Instructions for the task: Determine how many lines in the entries contain the word "crate", and give that number with no other text.

[Records supplied Boundary: Start]

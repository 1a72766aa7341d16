//! Signer capability
//!
//! The coordinator never touches key material. It asks an opaque [`Signer`] to
//! produce a signature over a proposal hash and checks the result by recovery.

use crate::core::Address;
use crate::crypto::{KeyPair, ShortHex, Signature, TxHash};
use async_trait::async_trait;
use std::sync::atomic::{AtomicBool, Ordering};
use thiserror::Error;

/// Errors returned by a signer
#[derive(Error, Debug, Clone, PartialEq, Eq)]
pub enum SignerError {
    #[error("Signer declined: {0}")]
    Declined(String),
    #[error("Signer unavailable: {0}")]
    Unavailable(String),
}

/// Something able to endorse a hash on behalf of one identity
#[async_trait]
pub trait Signer: Send + Sync {
    /// The address the produced signatures recover to
    fn identity(&self) -> Address;

    async fn sign(&self, hash: &TxHash) -> Result<Signature, SignerError>;
}

/// Signer backed by an in-process secp256k1 key
pub struct LocalSigner {
    keypair: KeyPair,
    declining: AtomicBool,
}

impl LocalSigner {
    pub fn new(keypair: KeyPair) -> Self {
        Self {
            keypair,
            declining: AtomicBool::new(false),
        }
    }

    pub fn random() -> Self {
        Self::new(KeyPair::generate())
    }

    /// Load from a hex private key (`0x` optional)
    pub fn from_private_key_hex(hex_key: &str) -> Result<Self, crate::crypto::KeyError> {
        Ok(Self::new(KeyPair::from_private_key_hex(hex_key)?))
    }

    /// Make every subsequent request fail with [`SignerError::Declined`]
    pub fn set_declining(&self, declining: bool) {
        self.declining.store(declining, Ordering::SeqCst);
    }
}

impl std::fmt::Debug for LocalSigner {
    fn fmt(&self, f: &mut std::fmt::Formatter<'_>) -> std::fmt::Result {
        f.debug_struct("LocalSigner")
            .field("identity", &self.keypair.address())
            .finish()
    }
}

#[async_trait]
impl Signer for LocalSigner {
    fn identity(&self) -> Address {
        self.keypair.address()
    }

    async fn sign(&self, hash: &TxHash) -> Result<Signature, SignerError> {
        if self.declining.load(Ordering::SeqCst) {
            return Err(SignerError::Declined(format!(
                "{} refused to sign {}",
                self.identity(),
                hash.short()
            )));
        }
        self.keypair
            .sign_hash(hash)
            .map_err(|e| SignerError::Unavailable(e.to_string()))
    }
}
//! Serde adapters for wire-friendly encodings

/// `Vec<u8>` as a `0x`-prefixed hex string
pub mod hex_bytes {
    use serde::{Deserialize, Deserializer, Serializer};

    pub fn serialize<S: Serializer>(bytes: &[u8], serializer: S) -> Result<S::Ok, S::Error> {
        serializer.serialize_str(&format!("0x{}", hex::encode(bytes)))
    }

    pub fn deserialize<'de, D: Deserializer<'de>>(deserializer: D) -> Result<Vec<u8>, D::Error> {
        let s = String::deserialize(deserializer)?;
        crate::crypto::decode_hex(&s).map_err(serde::de::Error::custom)
    }
}

/// `U256` as a decimal string, since JSON numbers lose precision past 2^53
pub mod u256_string {
    use alloy_primitives::U256;
    use serde::{Deserialize, Deserializer, Serializer};

    pub fn serialize<S: Serializer>(value: &U256, serializer: S) -> Result<S::Ok, S::Error> {
        serializer.serialize_str(&value.to_string())
    }

    pub fn deserialize<'de, D: Deserializer<'de>>(deserializer: D) -> Result<U256, D::Error> {
        let s = String::deserialize(deserializer)?;
        s.parse().map_err(serde::de::Error::custom)
    }
}
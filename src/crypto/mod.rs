//! Cryptographic utilities
//!
//! This module provides:
//! - keccak-256 hashing
//! - ECDSA key management (secp256k1)
//! - Recoverable signatures and signer recovery

pub mod hash;
pub mod keys;

pub use hash::{decode_hex, keccak256, keccak256_concat, HashError, ShortHex, TxHash};
pub use keys::{
    public_key_to_address, recover_signer, sign_hash, KeyError, KeyPair, Signature,
    SIGNATURE_LENGTH,
};
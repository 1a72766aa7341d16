//! ECDSA key management
//!
//! Provides key pair generation, recoverable signing and signer recovery using
//! the secp256k1 elliptic curve. Identities are 20-byte account addresses
//! derived from the uncompressed public key.

use crate::core::Address;
use crate::crypto::hash::{decode_hex, TxHash};
use rand::rngs::OsRng;
use secp256k1::ecdsa::{RecoverableSignature, RecoveryId};
use secp256k1::{Message, PublicKey, Secp256k1, SecretKey};
use serde::{Deserialize, Deserializer, Serialize, Serializer};
use std::fmt;
use std::str::FromStr;
use thiserror::Error;

/// Length of an `r || s || v` signature
pub const SIGNATURE_LENGTH: usize = 65;

/// Errors that can occur during key operations
#[derive(Error, Debug)]
pub enum KeyError {
    #[error("Invalid private key")]
    InvalidPrivateKey,
    #[error("Invalid signature: {0}")]
    InvalidSignature(String),
    #[error("Invalid recovery id: {0} (expected 0, 1, 27 or 28)")]
    InvalidRecoveryId(u8),
    #[error("Secp256k1 error: {0}")]
    Secp256k1Error(#[from] secp256k1::Error),
}

/// A recoverable ECDSA signature in `r || s || v` form with `v` in {27, 28}
#[derive(Clone, Copy, PartialEq, Eq, Hash)]
pub struct Signature(pub [u8; SIGNATURE_LENGTH]);

impl Signature {
    /// Build from raw bytes, checking the length
    pub fn from_slice(bytes: &[u8]) -> Result<Self, KeyError> {
        let bytes: [u8; SIGNATURE_LENGTH] = bytes.try_into().map_err(|_| {
            KeyError::InvalidSignature(format!(
                "expected {} bytes, got {}",
                SIGNATURE_LENGTH,
                bytes.len()
            ))
        })?;
        Ok(Self(bytes))
    }

    pub fn as_bytes(&self) -> &[u8] {
        &self.0
    }

    /// The recovery byte
    pub fn v(&self) -> u8 {
        self.0[64]
    }

    pub fn to_hex(&self) -> String {
        format!("0x{}", hex::encode(self.0))
    }
}

impl FromStr for Signature {
    type Err = KeyError;

    fn from_str(s: &str) -> Result<Self, Self::Err> {
        let bytes = decode_hex(s).map_err(|e| KeyError::InvalidSignature(e.to_string()))?;
        Self::from_slice(&bytes)
    }
}

impl fmt::Debug for Signature {
    fn fmt(&self, f: &mut fmt::Formatter<'_>) -> fmt::Result {
        write!(f, "Signature({})", self.to_hex())
    }
}

impl Serialize for Signature {
    fn serialize<S: Serializer>(&self, serializer: S) -> Result<S::Ok, S::Error> {
        serializer.serialize_str(&self.to_hex())
    }
}

impl<'de> Deserialize<'de> for Signature {
    fn deserialize<D: Deserializer<'de>>(deserializer: D) -> Result<Self, D::Error> {
        let s = String::deserialize(deserializer)?;
        s.parse().map_err(serde::de::Error::custom)
    }
}

/// A key pair consisting of a private key and its corresponding public key
#[derive(Clone)]
pub struct KeyPair {
    pub secret_key: SecretKey,
    pub public_key: PublicKey,
}

impl KeyPair {
    /// Generate a new random key pair
    pub fn generate() -> Self {
        let secp = Secp256k1::new();
        let (secret_key, public_key) = secp.generate_keypair(&mut OsRng);
        Self {
            secret_key,
            public_key,
        }
    }

    /// Create a key pair from an existing secret key
    pub fn from_secret_key(secret_key: SecretKey) -> Self {
        let secp = Secp256k1::new();
        let public_key = PublicKey::from_secret_key(&secp, &secret_key);
        Self {
            secret_key,
            public_key,
        }
    }

    /// Create a key pair from a hex-encoded private key (`0x` prefix optional)
    pub fn from_private_key_hex(hex_key: &str) -> Result<Self, KeyError> {
        let bytes = decode_hex(hex_key.trim()).map_err(|_| KeyError::InvalidPrivateKey)?;
        let secret_key =
            SecretKey::from_slice(&bytes).map_err(|_| KeyError::InvalidPrivateKey)?;
        Ok(Self::from_secret_key(secret_key))
    }

    /// Get the private key as a hex string
    pub fn private_key_hex(&self) -> String {
        hex::encode(self.secret_key.secret_bytes())
    }

    /// Get the public key as a hex string (compressed format)
    pub fn public_key_hex(&self) -> String {
        hex::encode(self.public_key.serialize())
    }

    /// The account address controlled by this key
    pub fn address(&self) -> Address {
        public_key_to_address(&self.public_key)
    }

    /// Sign a 32-byte digest
    pub fn sign_hash(&self, hash: &TxHash) -> Result<Signature, KeyError> {
        sign_hash(&self.secret_key, hash)
    }
}

impl fmt::Debug for KeyPair {
    fn fmt(&self, f: &mut fmt::Formatter<'_>) -> fmt::Result {
        f.debug_struct("KeyPair")
            .field("address", &self.address())
            .finish_non_exhaustive()
    }
}

/// Derive an account address: last 20 bytes of keccak256(uncompressed key sans prefix)
pub fn public_key_to_address(public_key: &PublicKey) -> Address {
    let uncompressed = public_key.serialize_uncompressed();
    Address::from_raw_public_key(&uncompressed[1..])
}

/// Sign a digest with a secret key, producing `r || s || v` with `v` = 27 + recovery id
pub fn sign_hash(secret_key: &SecretKey, hash: &TxHash) -> Result<Signature, KeyError> {
    let secp = Secp256k1::signing_only();
    let message = Message::from_digest_slice(hash.as_slice())?;
    let (recovery_id, compact) = secp
        .sign_ecdsa_recoverable(&message, secret_key)
        .serialize_compact();

    let mut bytes = [0u8; SIGNATURE_LENGTH];
    bytes[..64].copy_from_slice(&compact);
    bytes[64] = 27 + recovery_id.to_i32() as u8;
    Ok(Signature(bytes))
}

/// Recover the address that produced `signature` over `hash`
pub fn recover_signer(hash: &TxHash, signature: &Signature) -> Result<Address, KeyError> {
    let v = signature.v();
    let recovery_id = match v {
        0 | 1 => v as i32,
        27 | 28 => (v - 27) as i32,
        other => return Err(KeyError::InvalidRecoveryId(other)),
    };
    let recovery_id = RecoveryId::from_i32(recovery_id)?;
    let recoverable = RecoverableSignature::from_compact(&signature.0[..64], recovery_id)
        .map_err(|e| KeyError::InvalidSignature(e.to_string()))?;

    let secp = Secp256k1::verification_only();
    let message = Message::from_digest_slice(hash.as_slice())?;
    let public_key = secp
        .recover_ecdsa(&message, &recoverable)
        .map_err(|e| KeyError::InvalidSignature(e.to_string()))?;
    Ok(public_key_to_address(&public_key))
}
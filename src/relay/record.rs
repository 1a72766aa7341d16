//! Stored proposal records

use crate::account::ExecutionReceipt;
use crate::core::{Address, Endorsement, TransactionProposal};
use crate::crypto::{ShortHex, TxHash};
use crate::relay::RelayError;
use chrono::{DateTime, Utc};
use serde::{Deserialize, Serialize};

/// Lifecycle of a record at the relay
#[derive(Clone, Debug, PartialEq, Eq, Serialize, Deserialize)]
#[serde(tag = "status", rename_all = "snake_case")]
pub enum RecordStatus {
    /// Collecting endorsements or waiting to execute
    Pending,
    Executed { receipt: ExecutionReceipt },
    Failed { reason: String },
}

/// A proposal and the endorsements gathered so far
#[derive(Clone, Debug, Serialize, Deserialize)]
pub struct ProposalRecord {
    pub proposal: TransactionProposal,
    /// In arrival order, append-only
    pub endorsements: Vec<Endorsement>,
    pub status: RecordStatus,
    pub submitted_at: DateTime<Utc>,
    pub updated_at: DateTime<Utc>,
}

impl ProposalRecord {
    /// Create a pending record holding the initiator's endorsement
    pub fn new(proposal: TransactionProposal, endorsement: Endorsement) -> Self {
        let now = Utc::now();
        Self {
            proposal,
            endorsements: vec![endorsement],
            status: RecordStatus::Pending,
            submitted_at: now,
            updated_at: now,
        }
    }

    pub fn hash(&self) -> TxHash {
        self.proposal.hash
    }

    /// Append an endorsement
    ///
    /// Returns `Ok(false)` when the identical endorsement is already present.
    /// A different signature from a signer that already endorsed is rejected.
    pub fn add_endorsement(&mut self, endorsement: Endorsement) -> Result<bool, RelayError> {
        if endorsement.proposal_hash != self.proposal.hash {
            return Err(RelayError::Rejected(format!(
                "endorsement is for {}, not {}",
                endorsement.proposal_hash.short(),
                self.proposal.hash.short()
            )));
        }

        if let Some(existing) = self.endorsement_from(&endorsement.signer) {
            if *existing == endorsement {
                return Ok(false);
            }
            return Err(RelayError::Rejected(format!(
                "{} already endorsed with a different signature",
                endorsement.signer
            )));
        }

        self.endorsements.push(endorsement);
        self.updated_at = Utc::now();
        Ok(true)
    }

    pub fn endorsement_from(&self, signer: &Address) -> Option<&Endorsement> {
        self.endorsements.iter().find(|e| e.signer == *signer)
    }

    pub fn has_endorsed(&self, signer: &Address) -> bool {
        self.endorsement_from(signer).is_some()
    }

    /// Signers that have endorsed, in arrival order
    pub fn signers(&self) -> Vec<Address> {
        self.endorsements.iter().map(|e| e.signer).collect()
    }

    pub fn is_pending(&self) -> bool {
        self.status == RecordStatus::Pending
    }

    pub fn receipt(&self) -> Option<&ExecutionReceipt> {
        match &self.status {
            RecordStatus::Executed { receipt } => Some(receipt),
            _ => None,
        }
    }
}

#[cfg(test)]
mod tests {
    use super::*;
    use crate::core::{build, SafeTxParams};
    use crate::crypto::KeyPair;

    fn proposal() -> TransactionProposal {
        let intent = build("0x2dd0849e27b78cb66e144a50105e785cfd815eaa", "pause()", &[], None).unwrap();
        TransactionProposal::new(intent, SafeTxParams::default(), Address::repeat_byte(3), 0, 5)
    }

    fn endorse(kp: &KeyPair, proposal: &TransactionProposal) -> Endorsement {
        Endorsement::new(proposal.hash, kp.address(), kp.sign_hash(&proposal.hash).unwrap())
    }

    #[test]
    fn test_add_endorsement() {
        let a = KeyPair::generate();
        let b = KeyPair::generate();
        let p = proposal();
        let mut record = ProposalRecord::new(p.clone(), endorse(&a, &p));

        assert!(record.add_endorsement(endorse(&b, &p)).unwrap());
        assert_eq!(record.signers(), vec![a.address(), b.address()]);
        assert!(record.has_endorsed(&b.address()));
        assert!(record.is_pending());
    }

    #[test]
    fn test_duplicate_endorsement_is_noop() {
        let a = KeyPair::generate();
        let p = proposal();
        let first = endorse(&a, &p);
        let mut record = ProposalRecord::new(p.clone(), first.clone());

        assert!(!record.add_endorsement(first).unwrap());
        assert_eq!(record.endorsements.len(), 1);
    }

    #[test]
    fn test_mismatched_duplicate_rejected() {
        let a = KeyPair::generate();
        let other = KeyPair::generate();
        let p = proposal();
        let mut record = ProposalRecord::new(p.clone(), endorse(&a, &p));

        let altered = Endorsement::new(p.hash, a.address(), other.sign_hash(&p.hash).unwrap());
        assert!(matches!(
            record.add_endorsement(altered),
            Err(RelayError::Rejected(_))
        ));

        let elsewhere = Endorsement::new(
            TxHash::repeat_byte(1),
            other.address(),
            other.sign_hash(&TxHash::repeat_byte(1)).unwrap(),
        );
        assert!(matches!(
            record.add_endorsement(elsewhere),
            Err(RelayError::Rejected(_))
        ));
        assert_eq!(record.endorsements.len(), 1);
    }
}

[Records supplied Boundary: End]

Written solution: 12